Natalie se quitó los guantes mientras susurraba su mantra de espectadora.

La oreja momificada pareció retorcerse entre sus dedos cuando la cogió, pero la mantuvo rodeada con la palma de la mano.

—Rema, rema, rema en tu barca río abajo…

Una sensación similar a la de un relajante muscular de mentol recorrió su cuerpo y su mente con un hormigueo, caliente y fría al mismo tiempo. Caliente de una ira inextinguible, deseosa de reducir a cenizas todo ser vivo. Fría de una psique aturdida incapaz de sentir nada que no fuera un triste goce en el sadismo. El repugnante torrente de endorfinas de un orgasmo acompañaba los recuerdos de agujas y sangre y caras crispadas por la agonía, y Natalie se dobló sobre la mesa, invadida por náuseas de asco. Apretó la oreja con el puño y siguió susurrando.

Bienvenida, Natalie. Nunca había oído la voz que sonó en su cabeza, pero reconoció su inflexión invasiva y penetrante de las visitas que había hecho a Nora. Confiaba en que esa oreja te ayudara a oírme mejor.

—¿Dónde está Callie? —preguntó examinando los pensamientos de Thresher en busca de imágenes reveladoras que le desvelaran el paradero de su hija.

Está bien, si es lo que te estás preguntando. De hecho, me he tomado todas estas molestias para invitarte a que vengas a visitarnos.

—Querrás decir a que entre en tu cámara de torturas. ¿Cómo sé que está viva?

Porque no he hecho más que empezar a disfrutar de ella. ¡Mira lo bien que nos lo hemos pasado!

Y la invitó a una película mental que mostraba cómo había matado a Horace Rendell con las manitas inocentes de Callie, cómo había danzado y saltado y dado una patada al cadáver con sus piececitos.

Natalie cerró los puños de la impotencia como si fueran cabezas de martillo.

—¡CABRÓN!

Ya sé que ahora mismo seguramente te sientes excluida. Por eso he pensado que podrías estar interesada en negociar un pequeño trato.

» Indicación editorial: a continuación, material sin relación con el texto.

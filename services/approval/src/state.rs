use axum::extract::FromRef;
use sea_orm::DatabaseConnection;

use fanpage_auth_types::identity::SessionSecret;

use crate::infra::db::{DbApprovalCodeRepository, DbProfileRepository};
use crate::infra::mail::HttpMailer;

/// Shared application state passed to every handler via axum `State`.
#[derive(Clone)]
pub struct AppState {
    pub db: DatabaseConnection,
    pub session_secret: SessionSecret,
    pub mailer: HttpMailer,
    pub code_ttl_minutes: i64,
    pub site_name: String,
}

impl AppState {
    pub fn profile_repo(&self) -> DbProfileRepository {
        DbProfileRepository {
            db: self.db.clone(),
        }
    }

    pub fn approval_code_repo(&self) -> DbApprovalCodeRepository {
        DbApprovalCodeRepository {
            db: self.db.clone(),
        }
    }
}

impl FromRef<AppState> for SessionSecret {
    fn from_ref(state: &AppState) -> Self {
        state.session_secret.clone()
    }
}
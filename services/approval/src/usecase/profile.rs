use tracing::info;
use uuid::Uuid;

use crate::domain::repository::ProfileRepository;
use crate::domain::types::Profile;
use crate::error::ApprovalServiceError;
use crate::usecase::require_admin;

// ── GetStatus ────────────────────────────────────────────────────────────────

pub struct GetStatusUseCase<P: ProfileRepository> {
    pub profiles: P,
}

impl<P: ProfileRepository> GetStatusUseCase<P> {
    pub async fn execute(&self, caller_id: Uuid) -> Result<Profile, ApprovalServiceError> {
        self.profiles
            .find_by_id(caller_id)
            .await?
            .ok_or(ApprovalServiceError::SubjectNotFound)
    }
}

// ── SetBan ───────────────────────────────────────────────────────────────────

pub struct SetBanInput {
    pub subject_id: Uuid,
    pub banned: bool,
    /// Ignored when lifting a ban.
    pub reason: Option<String>,
}

pub struct SetBanUseCase<P: ProfileRepository> {
    pub profiles: P,
}

impl<P: ProfileRepository> SetBanUseCase<P> {
    pub async fn execute(&self, caller_id: Uuid, input: SetBanInput) -> Result<(), ApprovalServiceError> {
        require_admin(&self.profiles, caller_id).await?;

        let reason = if input.banned {
            input
                .reason
                .as_deref()
                .map(str::trim)
                .filter(|r| !r.is_empty())
        } else {
            None
        };
        let found = self
            .profiles
            .set_ban(input.subject_id, input.banned, reason)
            .await?;
        if !found {
            return Err(ApprovalServiceError::SubjectNotFound);
        }

        info!(
            subject_id = %input.subject_id,
            %caller_id,
            banned = input.banned,
            "profile ban updated"
        );
        Ok(())
    }
}
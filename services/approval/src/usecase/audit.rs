use chrono::{DateTime, Utc};
use uuid::Uuid;

use fanpage_domain::code::code_hint;

use crate::domain::repository::{ApprovalCodeRepository, ProfileRepository};
use crate::domain::types::CodeStatus;
use crate::error::ApprovalServiceError;
use crate::usecase::require_admin;

/// One row of a subject's code history. The plaintext code is never included.
#[derive(Debug, Clone)]
pub struct CodeAuditEntry {
    pub id: Uuid,
    pub code_hint: String,
    pub status: CodeStatus,
    pub issued_by: Uuid,
    pub created_at: DateTime<Utc>,
    pub expires_at: DateTime<Utc>,
    pub used_at: Option<DateTime<Utc>>,
    pub sent_to_email: Option<String>,
    pub sent_at: Option<DateTime<Utc>>,
}

pub struct ListCodesUseCase<P, A>
where
    P: ProfileRepository,
    A: ApprovalCodeRepository,
{
    pub profiles: P,
    pub codes: A,
}

impl<P, A> ListCodesUseCase<P, A>
where
    P: ProfileRepository,
    A: ApprovalCodeRepository,
{
    pub async fn execute(
        &self,
        caller_id: Uuid,
        subject_id: Uuid,
    ) -> Result<Vec<CodeAuditEntry>, ApprovalServiceError> {
        require_admin(&self.profiles, caller_id).await?;
        self.profiles
            .find_by_id(subject_id)
            .await?
            .ok_or(ApprovalServiceError::SubjectNotFound)?;

        let now = Utc::now();
        let entries = self
            .codes
            .list_by_subject(subject_id)
            .await?
            .into_iter()
            .map(|c| CodeAuditEntry {
                id: c.id,
                code_hint: code_hint(&c.code),
                status: c.status_at(now),
                issued_by: c.issued_by,
                created_at: c.created_at,
                expires_at: c.expires_at,
                used_at: c.used_at,
                sent_to_email: c.sent_to_email,
                sent_at: c.sent_at,
            })
            .collect();
        Ok(entries)
    }
}
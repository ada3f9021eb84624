use sea_orm::entity::prelude::*;

/// One-time approval code issued by an admin for a subject profile.
/// Append-only: rows are stamped (`used_at`, `sent_*`) but never deleted.
#[derive(Clone, Debug, PartialEq, Eq, DeriveEntityModel)]
#[sea_orm(table_name = "approval_codes")]
pub struct Model {
    #[sea_orm(primary_key, auto_increment = false)]
    pub id: Uuid,
    pub subject_id: Uuid,
    /// Canonical upper-case code.
    pub code: String,
    /// Admin profile that minted the code.
    pub issued_by: Uuid,
    pub created_at: chrono::DateTime<chrono::Utc>,
    pub expires_at: chrono::DateTime<chrono::Utc>,
    pub used_at: Option<chrono::DateTime<chrono::Utc>>,
    pub sent_to_email: Option<String>,
    pub sent_at: Option<chrono::DateTime<chrono::Utc>>,
}

#[derive(Copy, Clone, Debug, EnumIter, DeriveRelation)]
pub enum Relation {
    #[sea_orm(
        belongs_to = "super::profiles::Entity",
        from = "Column::SubjectId",
        to = "super::profiles::Column::Id"
    )]
    Subject,
}

impl Related<super::profiles::Entity> for Entity {
    fn to() -> RelationDef {
        Relation::Subject.def()
    }
}

impl ActiveModelBehavior for ActiveModel {}
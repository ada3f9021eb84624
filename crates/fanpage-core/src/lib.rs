//! Service plumbing shared by Fanpage services: configuration, tracing,
//! HTTP middleware, health probes and serde helpers.

pub mod config;
pub mod health;
pub mod middleware;
pub mod serde;
pub mod tracing;
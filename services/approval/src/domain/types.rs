use chrono::{DateTime, Utc};
use uuid::Uuid;

use fanpage_domain::profile::ApprovalState;

/// Account profile fields relevant to approval decisions.
#[derive(Debug, Clone)]
pub struct Profile {
    pub id: Uuid,
    pub email: Option<String>,
    pub display_name: Option<String>,
    pub approved: bool,
    pub approved_at: Option<DateTime<Utc>>,
    pub banned: bool,
    pub ban_reason: Option<String>,
    pub admin: bool,
}

impl Profile {
    pub fn state(&self) -> ApprovalState {
        ApprovalState::from_flags(self.approved, self.banned)
    }

    /// Deliverable contact address, if any.
    pub fn contact_address(&self) -> Option<&str> {
        self.email
            .as_deref()
            .map(str::trim)
            .filter(|email| !email.is_empty())
    }
}

/// One-time code that approves its subject when redeemed.
#[derive(Debug, Clone)]
pub struct ApprovalCode {
    pub id: Uuid,
    pub subject_id: Uuid,
    pub code: String,
    pub issued_by: Uuid,
    pub created_at: DateTime<Utc>,
    pub expires_at: DateTime<Utc>,
    pub used_at: Option<DateTime<Utc>>,
    pub sent_to_email: Option<String>,
    pub sent_at: Option<DateTime<Utc>>,
}

impl ApprovalCode {
    pub fn status_at(&self, now: DateTime<Utc>) -> CodeStatus {
        if self.used_at.is_some() {
            CodeStatus::Redeemed
        } else if self.expires_at <= now {
            CodeStatus::Expired
        } else {
            CodeStatus::Active
        }
    }
}

/// Audit view of a code. `Expired` is computed, never stored.
#[derive(Debug, Clone, Copy, PartialEq, Eq)]
pub enum CodeStatus {
    Active,
    Redeemed,
    Expired,
}

impl CodeStatus {
    pub fn as_str(self) -> &'static str {
        match self {
            Self::Active => "active",
            Self::Redeemed => "redeemed",
            Self::Expired => "expired",
        }
    }
}

/// Result of the store's atomic check-and-consume.
#[derive(Debug, Clone, PartialEq, Eq)]
pub enum RedeemOutcome {
    /// Code consumed and subject approved in the same transaction.
    Redeemed { subject_id: Uuid },
    /// No active code matched; nothing changed.
    Invalid,
    /// Subject is banned; nothing changed.
    Banned,
}

/// Message handed to the delivery channel.
#[derive(Debug, Clone)]
pub struct OutboundEmail {
    pub to: String,
    pub subject: String,
    pub text: String,
    pub html: String,
}

/// Code lifetime when the issuer does not choose one (24 hours).
pub const DEFAULT_CODE_TTL_MINUTES: i64 = 1440;

/// Longest lifetime an issuer may choose (30 days).
pub const MAX_CODE_TTL_MINUTES: i64 = 43_200;
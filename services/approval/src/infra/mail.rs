use anyhow::Context as _;
use reqwest::Client;
use serde::Serialize;

use crate::domain::repository::Mailer;
use crate::domain::types::OutboundEmail;
use crate::error::ApprovalServiceError;

/// Upper bound on how much of a rejection body is kept for diagnostics.
const MAX_ERROR_BODY: usize = 2048;

/// Mailer backed by a JSON email API (Resend wire format).
#[derive(Clone)]
pub struct HttpMailer {
    client: Client,
    api_url: String,
    api_key: String,
    from: String,
}

impl HttpMailer {
    pub fn new(api_url: String, api_key: String, from: String) -> Result<Self, ApprovalServiceError> {
        let client = Client::builder()
            .timeout(std::time::Duration::from_secs(10))
            .build()
            .context("build mail client")?;
        Ok(Self {
            client,
            api_url,
            api_key,
            from,
        })
    }
}

#[derive(Serialize)]
struct SendEmailRequest<'a> {
    from: &'a str,
    to: [&'a str; 1],
    subject: &'a str,
    text: &'a str,
    html: &'a str,
}

impl Mailer for HttpMailer {
    async fn send(&self, email: &OutboundEmail) -> Result<(), ApprovalServiceError> {
        let request = SendEmailRequest {
            from: &self.from,
            to: [&email.to],
            subject: &email.subject,
            text: &email.text,
            html: &email.html,
        };

        let response = self
            .client
            .post(&self.api_url)
            .bearer_auth(&self.api_key)
            .json(&request)
            .send()
            .await
            .map_err(|e| ApprovalServiceError::Delivery {
                status: None,
                body: e.to_string(),
            })?;

        let status = response.status();
        if status.is_success() {
            return Ok(());
        }
        let mut body = match response.text().await {
            Ok(body) => body,
            Err(e) => format!("<unreadable body: {e}>"),
        };
        if body.len() > MAX_ERROR_BODY {
            let mut cut = MAX_ERROR_BODY;
            while !body.is_char_boundary(cut) {
                cut -= 1;
            }
            body.truncate(cut);
        }
        Err(ApprovalServiceError::Delivery {
            status: Some(status.as_u16()),
            body,
        })
    }
}
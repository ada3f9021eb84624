//! Session JWT validation.

use jsonwebtoken::{DecodingKey, Validation, decode};
use serde::Deserialize;
#[cfg(any(feature = "USE_ONLY_IN_TESTING", test))]
use serde::Serialize;
use uuid::Uuid;

/// Identity extracted from a validated session token.
#[derive(Debug, Clone)]
pub struct SessionInfo {
    pub user_id: Uuid,
    pub email: Option<String>,
}

/// Errors returned by [`validate_session_token`].
#[derive(Debug, thiserror::Error)]
pub enum SessionError {
    #[error("invalid signature")]
    InvalidSignature,
    #[error("token expired")]
    Expired,
    #[error("malformed token")]
    Malformed,
}

/// JWT claims issued by the hosted auth provider after email-OTP login.
///
/// # Fields
///
/// | Field | JWT claim | Rust type | Meaning |
/// |-------|-----------|-----------|---------|
/// | `sub` | `sub` | UUID string | profile ID |
/// | `exp` | `exp` | seconds since epoch | token expiration |
/// | `email` | custom | optional string | login address |
///
/// # Feature gate
///
/// [`Deserialize`] is always available. [`Serialize`] requires the
/// **`USE_ONLY_IN_TESTING`** cargo feature: services never mint sessions, the
/// auth provider does. Test helpers enable it to forge tokens.
#[derive(Debug, Deserialize)]
#[cfg_attr(any(feature = "USE_ONLY_IN_TESTING", test), derive(Serialize))]
pub struct SessionClaims {
    pub sub: String,
    pub exp: u64,
    #[serde(default, skip_serializing_if = "Option::is_none")]
    pub email: Option<String>,
}

/// Validate a bearer session token, returning the caller identity.
///
/// Validation: HS256, `exp` and `sub` required, default 60s leeway. The
/// provider stamps an `aud` claim that differs per project, so it is not checked.
pub fn validate_session_token(token: &str, secret: &str) -> Result<SessionInfo, SessionError> {
    let mut validation = Validation::new(jsonwebtoken::Algorithm::HS256);
    validation.validate_exp = true;
    validation.validate_aud = false;
    validation.required_spec_claims.clear();
    validation.set_required_spec_claims(&["exp", "sub"]);

    let data = decode::<SessionClaims>(
        token,
        &DecodingKey::from_secret(secret.as_bytes()),
        &validation,
    )
    .map_err(|e| match e.kind() {
        jsonwebtoken::errors::ErrorKind::ExpiredSignature => SessionError::Expired,
        jsonwebtoken::errors::ErrorKind::InvalidSignature
        | jsonwebtoken::errors::ErrorKind::InvalidEcdsaKey
        | jsonwebtoken::errors::ErrorKind::InvalidRsaKey(_) => SessionError::InvalidSignature,
        _ => SessionError::Malformed,
    })?;

    let claims = data.claims;
    let user_id = claims
        .sub
        .parse::<Uuid>()
        .map_err(|_| SessionError::Malformed)?;
    Ok(SessionInfo {
        user_id,
        email: claims.email,
    })
}
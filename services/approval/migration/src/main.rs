use sea_orm_migration::prelude::*;

use fanpage_approval_migration::Migrator;

#[tokio::main]
async fn main() {
    cli::run_cli(Migrator).await;
}
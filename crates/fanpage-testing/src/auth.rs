//! Mock session helpers for integration tests.
//!
//! Real sessions are minted by the hosted auth provider. In tests, `MockSession`
//! signs an equivalent token with a known secret so requests pass the
//! `Session` extractor without a provider round-trip.

use std::time::{SystemTime, UNIX_EPOCH};

use axum::http::{HeaderMap, HeaderValue, header::AUTHORIZATION};
use jsonwebtoken::{EncodingKey, Header, encode};
use uuid::Uuid;

use fanpage_auth_types::token::SessionClaims;

/// Secret shared by test routers and `MockSession`.
pub const TEST_SESSION_SECRET: &str = "test-session-secret-for-unit-tests-only";

/// Configurable caller identity for test requests.
pub struct MockSession {
    pub user_id: Uuid,
    pub email: Option<String>,
    /// Seconds until expiry; negative values produce an already-expired token.
    pub ttl_secs: i64,
}

impl MockSession {
    pub fn new(user_id: Uuid) -> Self {
        Self {
            user_id,
            email: None,
            ttl_secs: 3600,
        }
    }

    pub fn expired(user_id: Uuid) -> Self {
        Self {
            ttl_secs: -3600,
            ..Self::new(user_id)
        }
    }

    /// Signed session JWT.
    pub fn token(&self, secret: &str) -> String {
        let now = SystemTime::now()
            .duration_since(UNIX_EPOCH)
            .unwrap()
            .as_secs() as i64;
        let claims = SessionClaims {
            sub: self.user_id.to_string(),
            exp: (now + self.ttl_secs).max(0) as u64,
            email: self.email.clone(),
        };
        encode(
            &Header::default(),
            &claims,
            &EncodingKey::from_secret(secret.as_bytes()),
        )
        .unwrap()
    }

    /// `Authorization: Bearer ...` value.
    pub fn bearer(&self, secret: &str) -> HeaderValue {
        HeaderValue::from_str(&format!("Bearer {}", self.token(secret))).unwrap()
    }

    /// Headers as the browser client would send them.
    pub fn headers(&self, secret: &str) -> HeaderMap {
        let mut map = HeaderMap::new();
        map.insert(AUTHORIZATION, self.bearer(secret));
        map
    }
}
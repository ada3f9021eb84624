//! Bearer session extractor.

use std::sync::Arc;

use axum::extract::{FromRef, FromRequestParts};
use axum_extra::headers::{Authorization, HeaderMapExt, authorization::Bearer};
use http::StatusCode;
use http::request::Parts;
use uuid::Uuid;

use crate::token::validate_session_token;

/// HMAC secret the auth provider signs session tokens with.
///
/// Services expose it from their state via `FromRef` so [`Session`] can be
/// extracted without knowing the concrete state type.
#[derive(Clone)]
pub struct SessionSecret(pub Arc<str>);

impl SessionSecret {
    pub fn new(secret: impl Into<Arc<str>>) -> Self {
        Self(secret.into())
    }
}

/// Authenticated caller, taken from `Authorization: Bearer <jwt>`.
///
/// Returns 401 if the header is absent or the token does not validate.
/// Role checks (admin) happen in usecases against the caller's profile.
#[derive(Debug, Clone)]
pub struct Session {
    pub user_id: Uuid,
    pub email: Option<String>,
}

impl<S> FromRequestParts<S> for Session
where
    S: Send + Sync,
    SessionSecret: FromRef<S>,
{
    type Rejection = StatusCode;

    // axum-core 0.5 defines this as `fn -> impl Future + Send`; validate
    // synchronously and hand back a 'static future.
    fn from_request_parts(
        parts: &mut Parts,
        state: &S,
    ) -> impl std::future::Future<Output = Result<Self, Self::Rejection>> + Send {
        let secret = SessionSecret::from_ref(state);
        let result = match parts.headers.typed_get::<Authorization<Bearer>>() {
            Some(Authorization(bearer)) => validate_session_token(bearer.token(), &secret.0)
                .map(|info| Self {
                    user_id: info.user_id,
                    email: info.email,
                })
                .map_err(|e| {
                    tracing::debug!(error = %e, "rejected session token");
                    StatusCode::UNAUTHORIZED
                }),
            None => Err(StatusCode::UNAUTHORIZED),
        };

        async move { result }
    }
}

Ella apretó los dientes para evitar gritar más y reflexionó. ¿Debía la mangosta seguir a la cobra hasta su madriguera?

—Está bien —dijo en un susurro de cólera que superaba cualquier grito—. ¿Qué tengo que hacer?

Él le dio las instrucciones explícitas que debía seguir, mientras su alma se reía socarronamente como el cuco que se dispone a empollar en el nido de otro pájaro.

Y recuerda que es una fiesta privada, así que no invites a nadie, por favor, le advirtió. De lo contrario, Callie y yo tendremos que jugar sin ti… y nos lo podríamos pasar tan bien juntos

A Natalie le subió la bilis por la garganta, pero se la tragó.

—Entendido.

Sabía que lo entenderías. Pareces mucho más razonable que tu madre, la pobre. Estoy seguro de que vamos a ser muy buenos amigos.

Y después de eso la abandonó.

Natalie se dejó caer en una silla de la cocina, temblando, y se frotó la cara y los brazos descubiertos con el fervor de una paciente con trastorno obsesivo compulsivo, deseando poder limpiarse el hedor que le llegaba hasta el alma, pero consciente de que era imposible. La mancha de los recuerdos de Thresher la enconaba como un hierro, rojo y chisporroteante, marcándola como a una esclava.